Extracted records section start

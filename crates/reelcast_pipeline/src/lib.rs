//! Draft generation pipeline for Reelcast.
//!
//! A batch runs every requested draft through three stages:
//!
//! 1. [`CopyGenerator`] asks a [`reelcast_interface::TextGenerator`] for the
//!    caption, hashtags, hook and media prompts, and validates the JSON answer.
//! 2. [`MediaBuilder`] produces the video or image, either through a
//!    [`reelcast_interface::MediaGenerator`] or from the [`AssetLibrary`].
//! 3. The draft is committed to the [`reelcast_storage::DraftStore`].
//!
//! [`BatchOrchestrator`] drives the stages and isolates failures per draft.

#![forbid(unsafe_code)]
#![warn(missing_docs)]

mod copy;
mod encoder;
mod extraction;
mod library;
mod media;
mod orchestrator;
mod progress;
mod prompt;

pub use copy::{CopyGenerator, parse_draft};
pub use encoder::FfmpegEncoder;
pub use extraction::extract_json;
pub use library::{AssetLibrary, LibraryAsset};
pub use media::{MediaBuilder, video_prompt};
pub use orchestrator::{
    BatchOrchestrator, BatchReport, BatchRequest, BatchRequestBuilder, BatchRequestBuilderError,
    DraftFailure, DraftOutcome, DraftStage,
};
pub use progress::{LogProgress, Progress, ProgressReporter, ProgressStep};
pub use prompt::{CopyRequest, build_request, user_prompt};
//! Retry classification shared by the API clients.

/// Trait for errors that support retry logic.
///
/// The API clients only retry when the configured retry budget is non-zero;
/// this trait decides which failures are worth another attempt.
///
/// # Examples
///
/// ```
/// use reelcast_error::{MediaError, MediaErrorKind, RetryableError};
///
/// let err = MediaError::new(MediaErrorKind::Api {
///     status_code: 503,
///     message: "Service unavailable".to_string(),
/// });
/// assert!(err.is_retryable());
///
/// let err = MediaError::new(MediaErrorKind::Api {
///     status_code: 401,
///     message: "Unauthorized".to_string(),
/// });
/// assert!(!err.is_retryable());
/// ```
pub trait RetryableError {
    /// Returns true if this error should trigger a retry.
    ///
    /// Transient errors like 503 (service unavailable), 429 (rate limit),
    /// or network timeouts should return true. Permanent errors like 401
    /// (unauthorized) or 400 (bad request) should return false.
    fn is_retryable(&self) -> bool;
}

/// HTTP status codes that indicate a transient failure.
pub(crate) fn is_transient_status(status_code: u16) -> bool {
    matches!(status_code, 408 | 429 | 500 | 502 | 503 | 504)
}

Extracted records section end

- _Goal of the exercise_: The line with "errors like 401" and every line after it up to the end of the entries: output those exactly, and only those.

- _Task output_:
    /// or network timeouts should return true. Permanent errors like 401
    /// (unauthorized) or 400 (bad request) should return false.
    fn is_retryable(&self) -> bool;
}

/// HTTP status codes that indicate a transient failure.
pub(crate) fn is_transient_status(status_code: u16) -> bool {
    matches!(status_code, 408 | 429 | 500 | 502 | 503 | 504)
}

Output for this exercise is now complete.